Classer les êtres vivants c’est rechercher leurs points communs pour effectuer des regroupements, c’est rechercher une certaine unité dans la diversité. Des résultats de cette activité naît la notion de parenté entre les êtres vivants : plus des êtres vivants présentent des caractères (appelés également " attributs ") en commun, plus ils sont apparentés. On devine derrière ces " parentés " une idée d’évolution.

Classer selon certains critères : homologie et analogie

Il existe un obstacle majeur aux parentés ainsi trouvées. Les liens de parenté ainsi établis reposent intégralement sur le choix des critères de comparaison. Sont-ils tous fiables ?

 

 

Si le critère principal choisi est par exemple le milieu de vie : requin et dauphin sont les plus apparentés, ils partagent ce milieu de vie en commun.
Si " l’allure " général des animaux est comparé : requin et dauphin sont les plus apparentés, ils ont une morphologie semblable, des nageoires…
Si le critère retenu est, soit l’appareil respiratoire, soit le mode de reproduction (et les organes associés) : alors le dauphin et le chien sont les plus apparentés.
Il faut bien catégoriser les critères de comparaison.

Tout d’abord, on ne peut comparer que ce qui est réellement observé : les liens de parenté sont établis sur la base des ressemblances et non des différences. Dire que deux êtres vivants présentant de nombreuses ressemblances sont très apparentés est probablement juste, par contre dire que deux êtres vivants présentant peu de ressemblances (ou beaucoup de différences) sont peu apparentés est faux. Les parentés ne peuvent s’établir qu’à partir de trois êtres vivants dont deux seront plus apparentés entre eux qu’avec le troisième, car ils présentent davantage de caractères en commun. Dans le même esprit, c’est bien le partage de caractères existant en commun qui est pris en compte et non pas l’absence de caractère. Ainsi on ne décrit plus un groupe d’êtres vivants par les caractères qu’il n’ont pas mais par ceux qu’ils ont et partagent avec d’autres (on peut dire qu’il existe des Vertébrés, ce sont les animaux qui possèdent un squelette axial interne formé de vertèbres, mais on ne peut plus parler " d’Invertébrés " dans les classifications actuelles).
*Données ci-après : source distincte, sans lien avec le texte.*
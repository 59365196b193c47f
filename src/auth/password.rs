use argon2::{
    password_hash::{PasswordHash, PasswordHasher, PasswordVerifier, SaltString},
    Argon2,
};
use rand::rngs::OsRng;
use tracing::error;

use crate::error::ApiError;

/// Argon2 with a fresh random salt. Deliberately slow; this is the
/// brute-force resistance of the whole credential store.
pub fn hash_password(plain: &str) -> Result<String, ApiError> {
    let salt = SaltString::generate(&mut OsRng);
    let argon2 = Argon2::default();
    let hash = argon2
        .hash_password(plain.as_bytes(), &salt)
        .map_err(|e| {
            error!(error = %e, "argon2 hash_password error");
            ApiError::PasswordHash(e.to_string())
        })?
        .to_string();
    Ok(hash)
}

/// Verify a plaintext against a stored hash. The argon2 verify is the
/// constant-time comparison; callers only learn yes or no.
pub fn verify_password(plain: &str, hash: &str) -> Result<bool, ApiError> {
    let parsed = PasswordHash::new(hash).map_err(|e| {
        error!(error = %e, "argon2 parse hash error");
        ApiError::PasswordHash(e.to_string())
    })?;
    Ok(Argon2::default()
        .verify_password(plain.as_bytes(), &parsed)
        .is_ok())
}

#[cfg(test)]
mod tests {
    use super::*;

    #[test]
    fn hash_and_verify_roundtrip() {
        let password = "Secur3P@ssw0rd!";
        let hash = hash_password(password).expect("hashing should succeed");
        assert_ne!(hash, password);
        assert!(verify_password(password, &hash).expect("verify should succeed"));
    }

    #[test]
    fn verify_rejects_wrong_password() {
        let password = "correct-horse-battery-staple";
        let hash = hash_password(password).expect("hashing should succeed");
        assert!(!verify_password("wrong-password", &hash).expect("verify should not error"));
    }

    #[test]
    fn verify_errors_on_malformed_hash() {
        let err = verify_password("anything", "not-a-valid-hash").unwrap_err();
        assert!(matches!(err, ApiError::PasswordHash(_)));
    }

    #[test]
    fn same_password_hashes_differently_per_salt() {
        let a = hash_password("p1").expect("hash a");
        let b = hash_password("p1").expect("hash b");
        assert_ne!(a, b);
    }
}
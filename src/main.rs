mod app;
mod auth;
mod config;
mod error;
mod state;
mod weights;

use crate::state::AppState;

#[tokio::main]
async fn main() -> anyhow::Result<()> {
    dotenvy::dotenv().ok();

    let env_filter = std::env::var("RUST_LOG")
        .unwrap_or_else(|_| "weightlog=debug,axum=info,tower_http=info".to_string());
    let json_logs = std::env::var("LOG_FORMAT")
        .map(|v| v == "json")
        .unwrap_or(false);

    if json_logs {
        tracing_subscriber::fmt()
            .with_env_filter(env_filter)
            .with_target(false)
            .json()
            .init();
    } else {
        tracing_subscriber::fmt().with_env_filter(env_filter).init();
    }

    let state = AppState::init().await?;

    if let Err(e) = sqlx::migrate!("./migrations").run(&state.db).await {
        tracing::warn!(error = %e, "migration failed; continuing");
    }

    let app = app::build_app(state);
    app::serve(app).await
}
use serde::{Deserialize, Serialize};
use uuid::Uuid;

use crate::auth::repo::User;

/// Request body for user registration.
#[derive(Debug, Deserialize)]
pub struct RegisterRequest {
    pub email: String,
    pub password: String,
    pub confirm_password: String,
}

/// Request body for login.
#[derive(Debug, Deserialize)]
pub struct LoginRequest {
    pub email: String,
    pub password: String,
}

/// Response returned after register or login.
#[derive(Debug, Serialize)]
pub struct AuthResponse {
    pub token: String,
    pub user: PublicUser,
}

/// Public part of the user returned to the client.
#[derive(Debug, Serialize)]
pub struct PublicUser {
    pub id: Uuid,
    pub email: String,
}

impl From<User> for PublicUser {
    fn from(user: User) -> Self {
        Self {
            id: user.id,
            email: user.email,
        }
    }
}
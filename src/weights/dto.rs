use serde::{Deserialize, Serialize};
use time::OffsetDateTime;
use uuid::Uuid;

use crate::auth::dto::PublicUser;
use crate::weights::repo::WeightEntry;
use crate::weights::summary::WeightSummary;

/// Request body for submitting an entry. Both fields are required;
/// `Option` here is what turns an absent field into `MissingField`
/// instead of a deserialization error.
#[derive(Debug, Deserialize)]
pub struct NewEntryRequest {
    pub weight: Option<i32>,
    pub satisfaction: Option<i32>,
}

#[derive(Debug, Serialize)]
pub struct EntryResponse {
    pub id: Uuid,
    pub weight: i32,
    pub satisfaction: i32,
    pub created_at: OffsetDateTime,
}

impl From<WeightEntry> for EntryResponse {
    fn from(e: WeightEntry) -> Self {
        Self {
            id: e.id,
            weight: e.weight,
            satisfaction: e.satisfaction,
            created_at: e.created_at,
        }
    }
}

#[derive(Debug, Serialize)]
pub struct SummaryResponse {
    pub lowest_weight: EntryResponse,
    pub highest_weight: EntryResponse,
    pub average_satisfaction: f64,
}

impl From<WeightSummary> for SummaryResponse {
    fn from(s: WeightSummary) -> Self {
        Self {
            lowest_weight: s.lowest_weight.into(),
            highest_weight: s.highest_weight.into(),
            average_satisfaction: s.average_satisfaction,
        }
    }
}

/// The account view: history newest first, summary only when there is
/// history to summarize.
#[derive(Debug, Serialize)]
pub struct AccountResponse {
    pub user: PublicUser,
    pub entries: Vec<EntryResponse>,
    pub summary: Option<SummaryResponse>,
}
Ensuite le milieu de vie ne permet pas d’effectuer des liens de parenté : le monde vivant regorge d’exemples montrant des êtres vivants fortement apparentés vivant dans des environnements très différents (même chose concernant des individus d’une même espèce) et inversement, des êtres vivants très différents partageant les mêmes environnements.
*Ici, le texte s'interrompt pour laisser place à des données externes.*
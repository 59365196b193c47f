use axum::async_trait;
use serde::{Deserialize, Serialize};
use sqlx::{FromRow, PgPool};
use time::OffsetDateTime;
use uuid::Uuid;

use crate::error::ApiError;

/// User record in the database.
#[derive(Debug, Clone, Serialize, Deserialize, FromRow)]
pub struct User {
    pub id: Uuid,
    pub email: String,
    #[serde(skip_serializing)]
    pub password_hash: String,
    pub created_at: OffsetDateTime,
    pub last_login: Option<OffsetDateTime>,
}

/// Source of truth for "does this email identify an account". Lookups
/// never mutate; `touch_last_login` is the one named write besides
/// `create`, so the login flow controls its own transaction boundary.
#[async_trait]
pub trait CredentialStore: Send + Sync {
    /// Insert a new user with `created_at = last_login = now`.
    /// A uniqueness conflict on the email surfaces as `DuplicateEmail`.
    async fn create(
        &self,
        email: &str,
        password_hash: &str,
        now: OffsetDateTime,
    ) -> Result<User, ApiError>;

    /// Exact, case-sensitive match on the stored email.
    async fn find_by_email(&self, email: &str) -> Result<Option<User>, ApiError>;

    async fn find_by_id(&self, id: Uuid) -> Result<Option<User>, ApiError>;

    /// Idempotent for a repeated timestamp.
    async fn touch_last_login(&self, user_id: Uuid, at: OffsetDateTime) -> Result<(), ApiError>;
}

pub struct PgCredentialStore {
    db: PgPool,
}

impl PgCredentialStore {
    pub fn new(db: PgPool) -> Self {
        Self { db }
    }
}

fn map_insert_err(e: sqlx::Error) -> ApiError {
    // Concurrent registrations race on the unique index; the loser sees
    // the constraint violation, not a generic storage fault.
    match &e {
        sqlx::Error::Database(db) if db.code().as_deref() == Some("23505") => {
            ApiError::DuplicateEmail
        }
        _ => ApiError::Storage(e),
    }
}

#[async_trait]
impl CredentialStore for PgCredentialStore {
    async fn create(
        &self,
        email: &str,
        password_hash: &str,
        now: OffsetDateTime,
    ) -> Result<User, ApiError> {
        let user = sqlx::query_as::<_, User>(
            r#"
            INSERT INTO users (email, password_hash, created_at, last_login)
            VALUES ($1, $2, $3, $3)
            RETURNING id, email, password_hash, created_at, last_login
            "#,
        )
        .bind(email)
        .bind(password_hash)
        .bind(now)
        .fetch_one(&self.db)
        .await
        .map_err(map_insert_err)?;
        Ok(user)
    }

    async fn find_by_email(&self, email: &str) -> Result<Option<User>, ApiError> {
        let user = sqlx::query_as::<_, User>(
            r#"
            SELECT id, email, password_hash, created_at, last_login
            FROM users
            WHERE email = $1
            "#,
        )
        .bind(email)
        .fetch_optional(&self.db)
        .await?;
        Ok(user)
    }

    async fn find_by_id(&self, id: Uuid) -> Result<Option<User>, ApiError> {
        let user = sqlx::query_as::<_, User>(
            r#"
            SELECT id, email, password_hash, created_at, last_login
            FROM users
            WHERE id = $1
            "#,
        )
        .bind(id)
        .fetch_optional(&self.db)
        .await?;
        Ok(user)
    }

    async fn touch_last_login(&self, user_id: Uuid, at: OffsetDateTime) -> Result<(), ApiError> {
        sqlx::query(r#"UPDATE users SET last_login = $2 WHERE id = $1"#)
            .bind(user_id)
            .bind(at)
            .execute(&self.db)
            .await?;
        Ok(())
    }
}

/// In-memory credential store used by `AppState::fake`.
#[derive(Default)]
pub struct MemoryCredentialStore {
    users: std::sync::Mutex<Vec<User>>,
}

#[async_trait]
impl CredentialStore for MemoryCredentialStore {
    async fn create(
        &self,
        email: &str,
        password_hash: &str,
        now: OffsetDateTime,
    ) -> Result<User, ApiError> {
        let mut users = self.users.lock().expect("user store lock poisoned");
        if users.iter().any(|u| u.email == email) {
            return Err(ApiError::DuplicateEmail);
        }
        let user = User {
            id: Uuid::new_v4(),
            email: email.to_string(),
            password_hash: password_hash.to_string(),
            created_at: now,
            last_login: Some(now),
        };
        users.push(user.clone());
        Ok(user)
    }

    async fn find_by_email(&self, email: &str) -> Result<Option<User>, ApiError> {
        let users = self.users.lock().expect("user store lock poisoned");
        Ok(users.iter().find(|u| u.email == email).cloned())
    }

    async fn find_by_id(&self, id: Uuid) -> Result<Option<User>, ApiError> {
        let users = self.users.lock().expect("user store lock poisoned");
        Ok(users.iter().find(|u| u.id == id).cloned())
    }

    async fn touch_last_login(&self, user_id: Uuid, at: OffsetDateTime) -> Result<(), ApiError> {
        let mut users = self.users.lock().expect("user store lock poisoned");
        if let Some(user) = users.iter_mut().find(|u| u.id == user_id) {
            user.last_login = Some(at);
        }
        Ok(())
    }
}

#[cfg(test)]
mod tests {
    use super::*;

    fn now() -> OffsetDateTime {
        OffsetDateTime::now_utc()
    }

    #[tokio::test]
    async fn create_is_unique_per_email() {
        let store = MemoryCredentialStore::default();
        let first = store.create("a@x.com", "hash1", now()).await.expect("first insert");
        let err = store.create("a@x.com", "hash2", now()).await.unwrap_err();
        assert!(matches!(err, ApiError::DuplicateEmail));

        // First record is untouched by the failed attempt.
        let found = store
            .find_by_email("a@x.com")
            .await
            .expect("lookup")
            .expect("user exists");
        assert_eq!(found.id, first.id);
        assert_eq!(found.password_hash, "hash1");
    }

    #[tokio::test]
    async fn email_lookup_is_case_sensitive() {
        let store = MemoryCredentialStore::default();
        store.create("A@x.com", "hash", now()).await.expect("insert");
        assert!(store.find_by_email("a@x.com").await.expect("lookup").is_none());
        assert!(store.find_by_email("A@x.com").await.expect("lookup").is_some());
    }

    #[tokio::test]
    async fn concurrent_registrations_leave_one_winner() {
        let store = std::sync::Arc::new(MemoryCredentialStore::default());
        let (a, b) = tokio::join!(
            store.create("race@x.com", "hash-a", now()),
            store.create("race@x.com", "hash-b", now()),
        );
        let ok = [a.is_ok(), b.is_ok()].iter().filter(|v| **v).count();
        assert_eq!(ok, 1);
        for res in [a, b] {
            if let Err(e) = res {
                assert!(matches!(e, ApiError::DuplicateEmail));
            }
        }
    }

    #[tokio::test]
    async fn touch_last_login_is_idempotent() {
        let store = MemoryCredentialStore::default();
        let user = store.create("a@x.com", "hash", now()).await.expect("insert");
        let at = now();
        store.touch_last_login(user.id, at).await.expect("first touch");
        store.touch_last_login(user.id, at).await.expect("second touch");
        let found = store
            .find_by_id(user.id)
            .await
            .expect("lookup")
            .expect("user exists");
        assert_eq!(found.last_login, Some(at));
    }
}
Des morphologies particulières observées résultent d’un " tri sélectif ", conséquence de l’action de l’environnement sur les êtres vivants (voir la partie sur la sélection naturelle) : la convergence de morphologie entre le dauphin et le requin est le résultat de deux histoires évolutives différentes mais concernant deux animaux dont la morphologie est adaptée à la nage. Par contre, si on regarde de plus près leur mode de locomotion, on remarque que le requin a effectivement des nageoires constituées de rayons cartilagineux alors que le dauphin a des pattes constituées de doigts osseux (comme nous) mais rapprochés les uns des autres et recouverts par un épiderme qui n’individualise pas ces doigts. Ces caractères morphologiques qui se ressemblent du fait de l’environnement sont nommés caractères analogues. Les caractères analogues sont associés à des fonctions et ne reflètent pas toujours des liens de parenté. Ces caractères ne peuvent donc pas être pris en compte pour effectuer des regroupements et donc des classements ou classifications évolutives.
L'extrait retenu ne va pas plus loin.